José Guimarães,
líder do governo: "Desmontamos a bagunça de Bolsonaro"
O
líder do governo na Câmara, deputado José Guimarães (PT-CE), segue para o
recesso legislativo com a sensação de "dever cumprido". Ele foi um
dos arquitetos da aprovação da reforma tributária — uma exigência de diversos
setores produtivos há quase seis décadas — e do projeto de lei que restaura o
voto de qualidade no Conselho de Administração de Recursos Fiscais (Carf) em
favor da União. Mas, em maio, foi necessário que o presidente da Câmara, Arthur
Lira (PP-AL), o defendesse publicamente para que não fosse tragado pelas
críticas à articulação política do governo. Nos bastidores, interlocutores do
Congresso com o Palácio do Planalto garantiam que o entendimento entre
Guimarães e os ministros Alexandre Padilha (Relações Institucionais) e Rui
Costa (Casa Civil) era difícil. Para o líder, porém, esta fase está superada.
"Fizemos um trabalho bem concatenado, nunca teve divergência fundamental
entre mim e o ministro Padilha", assegurou.
>>>
Confira os principais pontos da entrevista.
• Qual o balanço que o senhor faz da
articulação do governo neste primeiro semestre, de muito tumulto para o país?
Conseguimos
votar a PEC da reforma tributária, o PL do Carf, o Programa de Aquisição de
Alimentos (PAA) e deixamos encaminhado o marco fiscal.
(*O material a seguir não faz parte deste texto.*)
//! Structured logging setup for the `vui-source` CLI
//!
//! Initializes a `tracing` subscriber that writes to stderr, so stdout only
//! carries command output (source text, JSON, snippets).
//!
//! # Level selection
//!
//! 1. `--log-level <LEVEL>` on the command line
//! 2. `VUI_SOURCE_LOG` (full `EnvFilter` syntax)
//! 3. `RUST_LOG`
//! 4. `warn`
//!
//! The library itself never installs a subscriber; it only emits events.

use std::sync::Once;
use tracing::Level;
use tracing_subscriber::{fmt, layer::SubscriberExt, util::SubscriberInitExt, EnvFilter};

/// Ensures logging is only initialized once
static INIT: Once = Once::new();

/// Environment variables holding a filter, in priority order
pub const LOG_ENV_VARS: &[&str] = &["VUI_SOURCE_LOG", "RUST_LOG"];

/// Configuration for logging initialization
#[derive(Debug, Clone)]
pub struct LoggingConfig {
    /// Explicit level; overrides the environment when set
    pub level: Option<Level>,

    /// Include the module target (e.g. `vui_source::source::resolver`)
    pub include_target: bool,

    /// Use ANSI colors
    pub ansi: bool,
}

impl Default for LoggingConfig {
    fn default() -> Self {
        Self {
            level: None,
            include_target: true,
            ansi: true,
        }
    }
}

impl LoggingConfig {
    pub fn with_level(level: Level) -> Self {
        Self {
            level: Some(level),
            ..Default::default()
        }
    }
}

/// Parses a log level from a string, case-insensitively.
pub fn parse_level(level_str: &str) -> Option<Level> {
    match level_str.trim().to_lowercase().as_str() {
        "trace" => Some(Level::TRACE),
        "debug" => Some(Level::DEBUG),
        "info" => Some(Level::INFO),
        "warn" | "warning" => Some(Level::WARN),
        "error" => Some(Level::ERROR),
        _ => None,
    }
}

/// Build the filter for `config`, falling back to the environment.
pub fn build_filter(config: &LoggingConfig) -> EnvFilter {
    if let Some(level) = config.level {
        return EnvFilter::new(level.as_str().to_lowercase());
    }

    LOG_ENV_VARS
        .iter()
        .find_map(|var| EnvFilter::try_from_env(var).ok())
        .unwrap_or_else(|| EnvFilter::new("warn"))
}

/// Initializes the logging system with the provided configuration
///
/// It can only be called once; subsequent calls are ignored.
pub fn init_logging(config: LoggingConfig) {
    INIT.call_once(|| {
        let filter = build_filter(&config);

        tracing_subscriber::registry()
            .with(filter)
            .with(
                fmt::layer()
                    .with_writer(std::io::stderr)
                    .with_target(config.include_target)
                    .with_ansi(config.ansi),
            )
            .init();
    });
}
//! # Registry Miner
//!
//! The registry file (`data/ComponentMapping.ts`) is the single declarative
//! catalog of the showcase site. It is read as plain text and mined with
//! regular expressions rather than parsed structurally.
//!
//! ## Format
//!
//! ```ts
//! import { SkeletonShowcase, SkeletonTheme } from "@/components/vui/Skeleton";
//! import SpaceShowcase from "@/components/vui/backgrounds/Space";
//!
//! export const componentMap: ComponentCategoryMap = {
//!   Components: [
//!     {
//!       name: "Skeleton",
//!       component: SkeletonShowcase,
//!       theme: SkeletonTheme,
//!       route: "/components/skeleton",
//!       path: "components/vui/Skeleton.tsx",
//!       description: "Loading placeholders",
//!     },
//!   ],
//! };
//! ```
//!
//! ## Key Functions
//!
//! - [`find_entry_path`] - `path:` of the entry with a given `name:`
//! - [`find_component_symbol`] - `component:` identifier of that entry
//! - [`parse_imports`] - symbol → file path side-table from import statements
//! - [`parse_entries`] - every entry block with its category

use anyhow::{Context, Result};
use regex::{Regex, RegexBuilder};
use serde::{Deserialize, Serialize};
use std::collections::HashMap;

/// Symbol → relative source path, derived from the registry's imports.
pub type ImportTable = HashMap<String, String>;

/// Default location of the registry file, relative to the project root.
pub const DEFAULT_REGISTRY_PATH: &str = "data/ComponentMapping.ts";

/// One `{ name: ..., component: ..., ... }` block of the registry.
#[derive(Debug, Clone, PartialEq, Eq, Serialize, Deserialize)]
pub struct RegistryEntry {
    pub category: String,
    pub name: String,
    pub component: Option<String>,
    pub theme: Option<String>,
    pub route: Option<String>,
    pub path: Option<String>,
    pub description: Option<String>,
}

/// Find the `path:` declared next to `name: "<name>"`.
///
/// Both fields must live in the same `{ ... }` block and `name` must come
/// first. Entries with `path: undefined` yield `None`.
pub fn find_entry_path(content: &str, name: &str) -> Result<Option<String>> {
    let pattern = format!(
        r#"name:\s*["']{}["'][^}}]*path:\s*["']([^"']+)["']"#,
        regex::escape(name)
    );
    let path_re = Regex::new(&pattern).context("Failed to compile registry path regex")?;

    Ok(path_re
        .captures(content)
        .map(|cap| cap[1].to_string()))
}

/// Find the identifier bound to `component:` for the entry named `name`.
///
/// The name comparison is case-insensitive.
pub fn find_component_symbol(content: &str, name: &str) -> Result<Option<String>> {
    let pattern = format!(
        r#"name:\s*["']{}["'][^}}]*component:\s*(\w+)"#,
        regex::escape(name)
    );
    let component_re = RegexBuilder::new(&pattern)
        .case_insensitive(true)
        .build()
        .context("Failed to compile registry component regex")?;

    Ok(component_re
        .captures(content)
        .map(|cap| cap[1].to_string()))
}

/// Build the import side-table from the registry's `@/` imports.
///
/// Handles three forms:
/// - `import Foo from "@/a/b"` maps `Foo -> a/b.tsx`
/// - `import { Bar, Baz as Qux } from "@/c/d"` maps `Bar` and `Qux -> c/d.tsx`
/// - `import Foo, { Bar } from "@/e"` maps both `Foo` and `Bar -> e.tsx`
///
/// Later statements win when a symbol is imported twice.
pub fn parse_imports(content: &str) -> Result<ImportTable> {
    let default_re = Regex::new(r#"import\s+(\w+)\s+from\s+["'](@/[^"']+)["']"#)
        .context("Failed to compile default import regex")?;
    let mixed_re =
        Regex::new(r#"import\s+(\w+)\s*,\s*\{\s*([^}]+)\s*\}\s*from\s+["'](@/[^"']+)["']"#)
            .context("Failed to compile mixed import regex")?;
    let destructured_re = Regex::new(r#"import\s+\{\s*([^}]+)\s*\}\s*from\s+["'](@/[^"']+)["']"#)
        .context("Failed to compile destructured import regex")?;

    let mut imports = ImportTable::new();

    for cap in default_re.captures_iter(content) {
        imports.insert(cap[1].to_string(), import_to_file_path(&cap[2]));
    }

    for cap in mixed_re.captures_iter(content) {
        let file_path = import_to_file_path(&cap[3]);
        imports.insert(cap[1].to_string(), file_path.clone());
        for binding in import_bindings(&cap[2]) {
            imports.insert(binding, file_path.clone());
        }
    }

    for cap in destructured_re.captures_iter(content) {
        let file_path = import_to_file_path(&cap[2]);
        for binding in import_bindings(&cap[1]) {
            imports.insert(binding, file_path.clone());
        }
    }

    Ok(imports)
}

/// Parse every entry block of the registry, in file order.
///
/// The category of an entry is the nearest preceding `"Category": [` key.
/// Blocks without a quoted `name:` field (type declarations, for example)
/// are skipped.
pub fn parse_entries(content: &str) -> Result<Vec<RegistryEntry>> {
    let category_re = Regex::new(r#"(?m)^\s*(?:"([^"]+)"|'([^']+)'|(\w+))\s*:\s*\["#)
        .context("Failed to compile category regex")?;
    let block_re = Regex::new(r"\{([^{}]*)\}").context("Failed to compile entry block regex")?;
    let name_re = Regex::new(r#"\bname:\s*["']([^"']+)["']"#)
        .context("Failed to compile entry name regex")?;
    let component_re =
        Regex::new(r"\bcomponent:\s*(\w+)").context("Failed to compile component regex")?;
    let theme_re = Regex::new(r"\btheme:\s*(\w+)").context("Failed to compile theme regex")?;
    let route_re = Regex::new(r#"\broute:\s*["']([^"']+)["']"#)
        .context("Failed to compile route regex")?;
    let path_re =
        Regex::new(r#"\bpath:\s*["']([^"']+)["']"#).context("Failed to compile path regex")?;
    let desc_re = Regex::new(r#"\bdescription:\s*(?:"((?:[^"\\]|\\.)*)"|'((?:[^'\\]|\\.)*)')"#)
        .context("Failed to compile description regex")?;

    let categories: Vec<(usize, String)> = category_re
        .captures_iter(content)
        .filter_map(|cap| {
            let start = cap.get(0)?.start();
            let name = cap.get(1).or_else(|| cap.get(2)).or_else(|| cap.get(3))?;
            Some((start, name.as_str().to_string()))
        })
        .collect();

    let mut entries = Vec::new();

    for cap in block_re.captures_iter(content) {
        let Some(block) = cap.get(1) else {
            continue;
        };
        let body = block.as_str();

        let Some(name_cap) = name_re.captures(body) else {
            continue;
        };

        let category = categories
            .iter()
            .take_while(|(offset, _)| *offset < block.start())
            .last()
            .map(|(_, name)| name.clone())
            .unwrap_or_default();

        let capture = |re: &Regex| re.captures(body).map(|c| c[1].to_string());

        let description = desc_re.captures(body).and_then(|c| {
            c.get(1)
                .or_else(|| c.get(2))
                .map(|m| m.as_str().to_string())
        });

        entries.push(RegistryEntry {
            category,
            name: name_cap[1].to_string(),
            component: capture(&component_re),
            theme: capture(&theme_re),
            route: capture(&route_re),
            path: capture(&path_re),
            description,
        });
    }

    Ok(entries)
}

/// `@/components/vui/Skeleton` -> `components/vui/Skeleton.tsx`
fn import_to_file_path(import_path: &str) -> String {
    let relative = import_path.strip_prefix("@/").unwrap_or(import_path);
    format!("{}.tsx", relative)
}

/// Local binding names of a `{ A, type B, C as D }` import clause.
fn import_bindings(clause: &str) -> Vec<String> {
    clause
        .split(',')
        .map(str::trim)
        .filter(|binding| !binding.is_empty())
        .map(|binding| binding.strip_prefix("type ").unwrap_or(binding).trim())
        .map(|binding| match binding.split_once(" as ") {
            Some((_, alias)) => alias.trim().to_string(),
            None => binding.to_string(),
        })
        .collect()
}
//! # Source Module
//!
//! This module locates the source text of showcase components by display
//! name and renders usage snippets for them.
//!
//! ## Strategies
//!
//! | Order | Strategy | Implementation |
//! |-------|----------|----------------|
//! | 1 | Precompiled source map | [`source_map::SourceMapProvider`] |
//! | 2 | Registry `path:` field | [`registry::find_entry_path`] |
//! | 3 | Registry import table | [`registry::parse_imports`] |
//! | 4 | Directory scan | [`resolver::SourceResolver::find_component_file`] |
//! | 5 | Placeholder stub | [`resolver::placeholder_source`] |
//!

pub mod fs;
pub mod registry;
pub mod resolver;
pub mod source_map;
pub mod usage;
pub mod utils;

pub use fs::{DiskFs, SourceFs};
pub use registry::{ImportTable, RegistryEntry};
pub use resolver::{placeholder_source, ResolverOptions, SourceResolver};
pub use source_map::{JsonSourceMapFile, SourceMap, SourceMapProvider, StaticSourceMap};
pub use usage::usage_example;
Votamos todas as
matérias de interesse do governo, não sobrou uma. Nem nos tempos áureos do
primeiro para o segundo mandato do presidente Lula votamos tanta coisa
consistente para o país. Nunca vi, em um semestre, votar matérias tão decisivas
para a reconstrução da economia. A reforma tributária estava dormindo há 40
anos nas gavetas da Câmara. Desmontamos a bagunça fiscal feita pela turma do
(ex-presidente Jair) Bolsonaro e aprovamos uma regra consistente, que garante a
previsibilidade.
• Qual a importância do PL do Carf para a
pauta econômica?
Fundamental
para elevar as receitas, é um complemento do arcabouço (fiscal). Essa conversa
de que o voto de qualidade do Carf tem que ser mantido a favor do contribuinte,
é preciso lembrar que esse contribuinte não é pequeno, médio ou grande. É o
super-rico! É ele que detém esse volume enorme de recursos.
• Na articulação para a aprovação da
reforma, a participação do governador paulista, Tarcísio de Freitas
(Republicanos), foi importante. Como o senhor a avalia?
Coitado
do Tarcísio, foi até vaiado (na reunião do PL, da qual participou para tentar
convencer deputados do partido a votarem a favor da reforma). A vitória da PEC
é uma vitória coletiva: do governo, da Câmara e de todos que participaram do
esforço pela aprovação.
• A oposição baixou o tom depois do apoio
do Tarcísio?
Aquele
encontro dele com o Haddad foi decisivo para a recomposição das bases para
votar a reforma. Cada qual lida com as consequências.
• Essas últimas liberações de emendas
foram recorde. Isso ajudou na aprovação da reforma tributária e no PL o Carf?
Não
tem nada a ver. Isso é um processo cumulativo. Chegou a hora, o sistema
despacha. É um processo natural.
• O arcabouço está azeitado para ser
votado?
O
senado fez quatro pequenas mudanças, o que não tem problema nenhum. Mas tem uma
divergência, que não é nem no governo, sobre o Fundo Constitucional do Distrito
Federal. Se quiser tirar (do arcabouço), a gente tira. Não vou mexer no Fundeb
(Fundo de Manutenção e Desenvolvimento da Educação Básica e de Valorização dos
Profissionais da Educação). Estamos dispostos a votar o texto do Senado para
não ter nem destaque. É o que eu vou defender.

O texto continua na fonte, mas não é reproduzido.